Flutter Internationalization library based on Json files

Getting Started #

Add a new asset folder to your pubspec.yaml:

dependencies:
  flutter:
    sdk: flutter
  flutter_localizations:
    sdk: flutter
  json_intl: [version]

flutter:
  assets:
    - assets/intl/

Add the translation delegate settings to your MaterialWidget and the list of supported languages:

MaterialApp(
  localizationsDelegates: const [
    JsonIntlDelegate(),
    GlobalMaterialLocalizations.delegate,
    GlobalWidgetsLocalizations.delegate,
  ],
  supportedLocales: const [
    Locale('en'),
    Locale('fr'),
  ],
    home: ...,
);

On iOS, an extra step is necessary: add supported languages to ios/Runner/Info.plist:

<key>CFBundleLocalizations</key>
<array>
    <string>en</string>
    <string>fr</string>
</array>

Create the translation files in assets/intl/:

  • strings.json is the default and fallback file. Any translation not found in another file will be taken here.
  • strings-XX.json one file for each language. strings-fr.json French translations, strings-de.json for German, etc.
  • strings-XX-AA.json can also be used for specific countries, like strings-en-uk.json

Using the translations #

The content of the files is a json dictionary containing a key / value list:

{
    "app_name": "Flutter Demo",
    "increment": "Increment",
    "title": "Flutter Demo Home Page"
}

to get the values in the dart code, use:

JsonIntl.of(context).get(#app_name);

or

context.tr(#app_name);

Plurals #

The json entry will look like this:

{
    "cart": {
        "one": "{{ count }} item in your Shopping cart",
        "other": "{{ count }} items in your Shopping cart"
    },
}

Other values are supported for specific values depending on the language: "zero", "one", "two", "few", "many", "other"

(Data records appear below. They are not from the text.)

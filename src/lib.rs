//! sortfolder - sort the files of a directory into category folders
//!
//! This library classifies files by extension, moves them into
//! `Sorted <Category>` folders under a target directory without ever
//! overwriting anything, and leaves already sorted files alone so that runs
//! can be repeated safely. Exclusion rules can be loaded from a TOML file.

pub mod cli;
pub mod config;
pub mod file_category;
pub mod file_organizer;
pub mod output;

pub use config::{CompiledFilters, ConfigError, FilterConfig};
pub use file_category::{Category, ExtensionIndex};
pub use file_organizer::{FileOutcome, MoveRecord, OrganizeError, Organizer, RunReport};

pub use cli::{Args, run_cli};
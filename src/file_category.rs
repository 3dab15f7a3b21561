//! Extension-based file categorization.
//!
//! The category table is compiled into the program. At startup it is inverted
//! into an [`ExtensionIndex`] so that classifying a file is a single hash lookup.
//!
//! # Examples
//!
//! ```
//! use sortfolder::file_category::{Category, ExtensionIndex};
//!
//! let index = ExtensionIndex::default();
//! assert_eq!(index.category_for(".png"), Category::Images);
//! assert_eq!(index.category_for(".pdf"), Category::Pdfs);
//! assert_eq!(index.category_for(".unknownext"), Category::Others);
//! ```

use std::collections::{HashMap, HashSet};
use std::fmt;
use std::path::Path;

/// A named bucket of related file extensions.
#[derive(Debug, Clone, Copy, PartialEq, Eq, Hash)]
pub enum Category {
    Pdfs,
    Images,
    Documents,
    Spreadsheets,
    Presentations,
    Archives,
    Videos,
    Audio,
    Code,
    Executables,
    Design,
    /// Fallback for unknown or missing extensions.
    Others,
}

impl Category {
    /// Returns the human-readable label of this category.
    ///
    /// ```
    /// use sortfolder::file_category::Category;
    ///
    /// assert_eq!(Category::Pdfs.label(), "PDFs");
    /// assert_eq!(Category::Others.label(), "Others");
    /// ```
    pub fn label(&self) -> &'static str {
        match self {
            Category::Pdfs => "PDFs",
            Category::Images => "Images",
            Category::Documents => "Documents",
            Category::Spreadsheets => "Spreadsheets",
            Category::Presentations => "Presentations",
            Category::Archives => "Archives",
            Category::Videos => "Videos",
            Category::Audio => "Audio",
            Category::Code => "Code",
            Category::Executables => "Executables",
            Category::Design => "Design",
            Category::Others => "Others",
        }
    }

    /// Returns the name of the folder files of this category are moved into.
    ///
    /// ```
    /// use sortfolder::file_category::Category;
    ///
    /// assert_eq!(Category::Images.folder_name(), "Sorted Images");
    /// assert_eq!(Category::Others.folder_name(), "Others");
    /// ```
    pub fn folder_name(&self) -> String {
        match self {
            Category::Others => OTHERS_FOLDER.to_string(),
            category => format!("Sorted {}", category.label()),
        }
    }
}

impl fmt::Display for Category {
    fn fmt(&self, f: &mut fmt::Formatter<'_>) -> fmt::Result {
        f.write_str(self.label())
    }
}

/// Folder that receives every unclassified file.
pub const OTHERS_FOLDER: &str = "Others";

/// Category to extension table, in insertion order.
///
/// Extensions are lowercase and carry their leading dot.
pub const CATEGORY_TABLE: &[(Category, &[&str])] = &[
    (Category::Pdfs, &[".pdf"]),
    (
        Category::Images,
        &[".jpg", ".jpeg", ".png", ".gif", ".bmp", ".tiff", ".svg"],
    ),
    (
        Category::Documents,
        &[".doc", ".docx", ".txt", ".rtf", ".odt", ".tex"],
    ),
    (Category::Spreadsheets, &[".xls", ".xlsx", ".ods", ".csv"]),
    (Category::Presentations, &[".ppt", ".pptx", ".odp"]),
    (Category::Archives, &[".zip", ".rar", ".7z", ".tar", ".gz"]),
    (
        Category::Videos,
        &[".mp4", ".mkv", ".avi", ".mov", ".wmv", ".flv"],
    ),
    (
        Category::Audio,
        &[".mp3", ".wav", ".flac", ".aac", ".ogg", ".m4a"],
    ),
    (
        Category::Code,
        &[
            ".py", ".java", ".c", ".cpp", ".js", ".html", ".css", ".php", ".rb", ".go", ".ts",
        ],
    ),
    (
        Category::Executables,
        &[".exe", ".msi", ".apk", ".bat", ".sh"],
    ),
    (Category::Design, &[".psd", ".ai", ".xd", ".fig", ".sketch"]),
];

/// Extension to category lookup, built once from a category table.
///
/// The index never changes after construction and lookups are total: anything
/// not registered resolves to [`Category::Others`].
#[derive(Debug, Clone)]
pub struct ExtensionIndex {
    categories: Vec<Category>,
    extension_map: HashMap<String, Category>,
}

impl ExtensionIndex {
    /// Builds the index from the compiled-in [`CATEGORY_TABLE`].
    pub fn new() -> Self {
        Self::from_table(CATEGORY_TABLE)
    }

    /// Builds an index from an arbitrary table.
    ///
    /// Entries are inserted in table order. When two categories declare the
    /// same extension, the later one wins.
    pub fn from_table(table: &[(Category, &[&str])]) -> Self {
        let mut index = Self {
            categories: Vec::with_capacity(table.len()),
            extension_map: HashMap::new(),
        };
        for (category, extensions) in table {
            if !index.categories.contains(category) {
                index.categories.push(*category);
            }
            for ext in extensions.iter() {
                index.extension_map.insert((*ext).to_string(), *category);
            }
        }
        index
    }

    /// Returns the category registered for `extension`, or [`Category::Others`].
    ///
    /// `extension` is matched exactly: it must be lowercase and include its
    /// leading dot. Use [`ExtensionIndex::classify_path`] to classify a path.
    ///
    /// ```
    /// use sortfolder::file_category::{Category, ExtensionIndex};
    ///
    /// let index = ExtensionIndex::default();
    /// assert_eq!(index.category_for(".mp3"), Category::Audio);
    /// assert_eq!(index.category_for(""), Category::Others);
    /// ```
    pub fn category_for(&self, extension: &str) -> Category {
        self.extension_map
            .get(extension)
            .copied()
            .unwrap_or(Category::Others)
    }

    /// Classifies a path by its lowercased suffix.
    ///
    /// ```
    /// use sortfolder::file_category::{Category, ExtensionIndex};
    /// use std::path::Path;
    ///
    /// let index = ExtensionIndex::default();
    /// assert_eq!(index.classify_path(Path::new("photo.JPG")), Category::Images);
    /// assert_eq!(index.classify_path(Path::new("Makefile")), Category::Others);
    /// ```
    pub fn classify_path(&self, path: &Path) -> Category {
        match extension_of(path) {
            Some(ext) => self.category_for(&ext),
            None => Category::Others,
        }
    }

    /// Categories known to this index, in table order.
    pub fn categories(&self) -> &[Category] {
        &self.categories
    }

    /// Names of every folder this index sorts into.
    ///
    /// This is `"Sorted " + label` for each table category plus `"Others"`.
    pub fn output_folders(&self) -> HashSet<String> {
        self.categories
            .iter()
            .map(Category::folder_name)
            .chain(std::iter::once(OTHERS_FOLDER.to_string()))
            .collect()
    }
}

impl Default for ExtensionIndex {
    fn default() -> Self {
        Self::new()
    }
}

/// Returns the lowercase suffix of `path` including its leading dot.
///
/// Names without a dot, and dotfiles such as `.bashrc`, have no suffix.
pub fn extension_of(path: &Path) -> Option<String> {
    path.extension()
        .map(|ext| format!(".{}", ext.to_string_lossy().to_lowercase()))
}

#[cfg(test)]
mod tests {
    use super::*;

    #[test]
    fn test_every_table_extension_maps_to_its_category() {
        let index = ExtensionIndex::default();
        for (category, extensions) in CATEGORY_TABLE {
            for ext in extensions.iter() {
                assert_eq!(index.category_for(ext), *category, "extension {}", ext);
            }
        }
    }

    #[test]
    fn test_unknown_extensions_map_to_others() {
        let index = ExtensionIndex::default();
        assert_eq!(index.category_for(".unknownext"), Category::Others);
        assert_eq!(index.category_for(""), Category::Others);
        assert_eq!(index.category_for("pdf"), Category::Others);
        assert_eq!(index.category_for(".PDF"), Category::Others);
    }

    #[test]
    fn test_classify_path_lowercases_suffix() {
        let index = ExtensionIndex::default();
        assert_eq!(index.classify_path(Path::new("REPORT.PDF")), Category::Pdfs);
        assert_eq!(
            index.classify_path(Path::new("dir/song.Mp3")),
            Category::Audio
        );
    }

    #[test]
    fn test_classify_path_uses_last_suffix() {
        let index = ExtensionIndex::default();
        assert_eq!(
            index.classify_path(Path::new("backup.tar.gz")),
            Category::Archives
        );
        assert_eq!(
            index.classify_path(Path::new("notes.txt.bak")),
            Category::Others
        );
    }

    #[test]
    fn test_classify_path_without_suffix() {
        let index = ExtensionIndex::default();
        assert_eq!(index.classify_path(Path::new("README")), Category::Others);
        assert_eq!(index.classify_path(Path::new(".bashrc")), Category::Others);
    }

    #[test]
    fn test_folder_names() {
        assert_eq!(Category::Pdfs.folder_name(), "Sorted PDFs");
        assert_eq!(Category::Executables.folder_name(), "Sorted Executables");
        assert_eq!(Category::Others.folder_name(), "Others");
    }

    #[test]
    fn test_output_folders_cover_every_category() {
        let index = ExtensionIndex::default();
        assert_eq!(index.categories().len(), 11);
        assert!(!index.categories().contains(&Category::Others));

        let folders = index.output_folders();
        assert_eq!(folders.len(), 12);
        assert!(folders.contains("Sorted PDFs"));
        assert!(folders.contains("Sorted Design"));
        assert!(folders.contains("Others"));
        assert!(!folders.contains("Sorted Others"));
    }

    // Duplicate extensions resolve to the last declaring category. Unverified
    // as intentional upstream; this pins the current precedence.
    #[test]
    fn test_duplicate_extension_last_entry_wins() {
        let table: &[(Category, &[&str])] = &[
            (Category::Documents, &[".md", ".txt"]),
            (Category::Code, &[".md"]),
        ];
        let index = ExtensionIndex::from_table(table);
        assert_eq!(index.category_for(".md"), Category::Code);
        assert_eq!(index.category_for(".txt"), Category::Documents);
    }

    #[test]
    fn test_builtin_table_has_no_duplicate_extensions() {
        let mut seen = HashSet::new();
        for (_, extensions) in CATEGORY_TABLE {
            for ext in extensions.iter() {
                assert!(seen.insert(*ext), "duplicate extension {}", ext);
            }
        }
    }
}
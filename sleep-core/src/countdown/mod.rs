//! "Wake in" text shown while the actuator sleeps.

use core::fmt;

use heapless::String;

use crate::deployable::UniversalTime;
use crate::scheduler::WakeTimer;

/// Fits `u32::MAX` seconds rendered as `m:ss`.
pub const COUNTDOWN_TEXT_CAPACITY: usize = 16;

/// Whole seconds left before `wake_at`, rounded up and clamped at zero.
#[must_use]
#[allow(clippy::cast_possible_truncation, clippy::cast_sign_loss)]
pub fn remaining_seconds(wake_at: UniversalTime, now: UniversalTime) -> u32 {
    let remaining = wake_at - now;
    if remaining.is_nan() || remaining <= 0.0 {
        return 0;
    }
    if remaining >= f64::from(u32::MAX) {
        return u32::MAX;
    }

    let whole = remaining as u32;
    if f64::from(whole) < remaining {
        whole + 1
    } else {
        whole
    }
}

/// Writes `seconds` as `m:ss`.
pub fn write_countdown<W: fmt::Write>(writer: &mut W, seconds: u32) -> fmt::Result {
    write!(writer, "{}:{:02}", seconds / 60, seconds % 60)
}

/// Throttled countdown text that only reformats when the second changes.
#[derive(Clone, Debug, Default)]
pub struct CountdownDisplay {
    last_seconds: Option<u32>,
    text: String<COUNTDOWN_TEXT_CAPACITY>,
}

impl CountdownDisplay {
    #[must_use]
    pub const fn new() -> Self {
        Self {
            last_seconds: None,
            text: String::new(),
        }
    }

    /// Recomputes the text for an armed timer.
    ///
    /// Returns the freshly published text when the whole-second value moved,
    /// `None` when the timer is idle or the value is unchanged. An idle timer
    /// forgets the last value so the next sleep always publishes.
    pub fn refresh(&mut self, timer: WakeTimer, now: UniversalTime) -> Option<&str> {
        let Some(wake_at) = timer.deadline() else {
            self.last_seconds = None;
            return None;
        };
        let seconds = remaining_seconds(wake_at, now);
        if self.last_seconds == Some(seconds) {
            return None;
        }

        self.last_seconds = Some(seconds);
        self.text.clear();
        // Capacity covers the widest u32 rendering.
        let _ = write_countdown(&mut self.text, seconds);
        Some(self.text.as_str())
    }

    /// Last published text.
    #[must_use]
    pub fn text(&self) -> &str {
        self.text.as_str()
    }
}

To use it in the application:

JsonIntl.of(context).count(itemCount, #cart);

The variable {{ count }} is automatically populated with itemCount.

Gender #

The json entry will look like this:

{
    "child": {
        "male": "The boy",
        "female": "The girl",
        "neutral": "The kid"
    },
}

To use it in the application:

JsonIntl.of(context).gender(JsonIntlGender.female, #child);

Mixing Plural and Gender #

The json entry will look like this:

{
    "child": {
        "male": {
          "one": "a boy",
          "many": "{{ count }} boys",
        },
        "female": {
          "one": "a girl",
          "many": "{{ count }} girls",
        },
        "neutral": {
          "one": "a child",
          "many": "{{ count }} children",
        }
    },
}

To use it in the application:

JsonIntl.of(context).translate(#child, gender: JsonIntlGender.female, count: 3);

Generating the translations #

It's also possible to generate a file that contains the translation keys and/or the full translation strings for all languages.

For this, add json_intl_gen to your dev_dependencies.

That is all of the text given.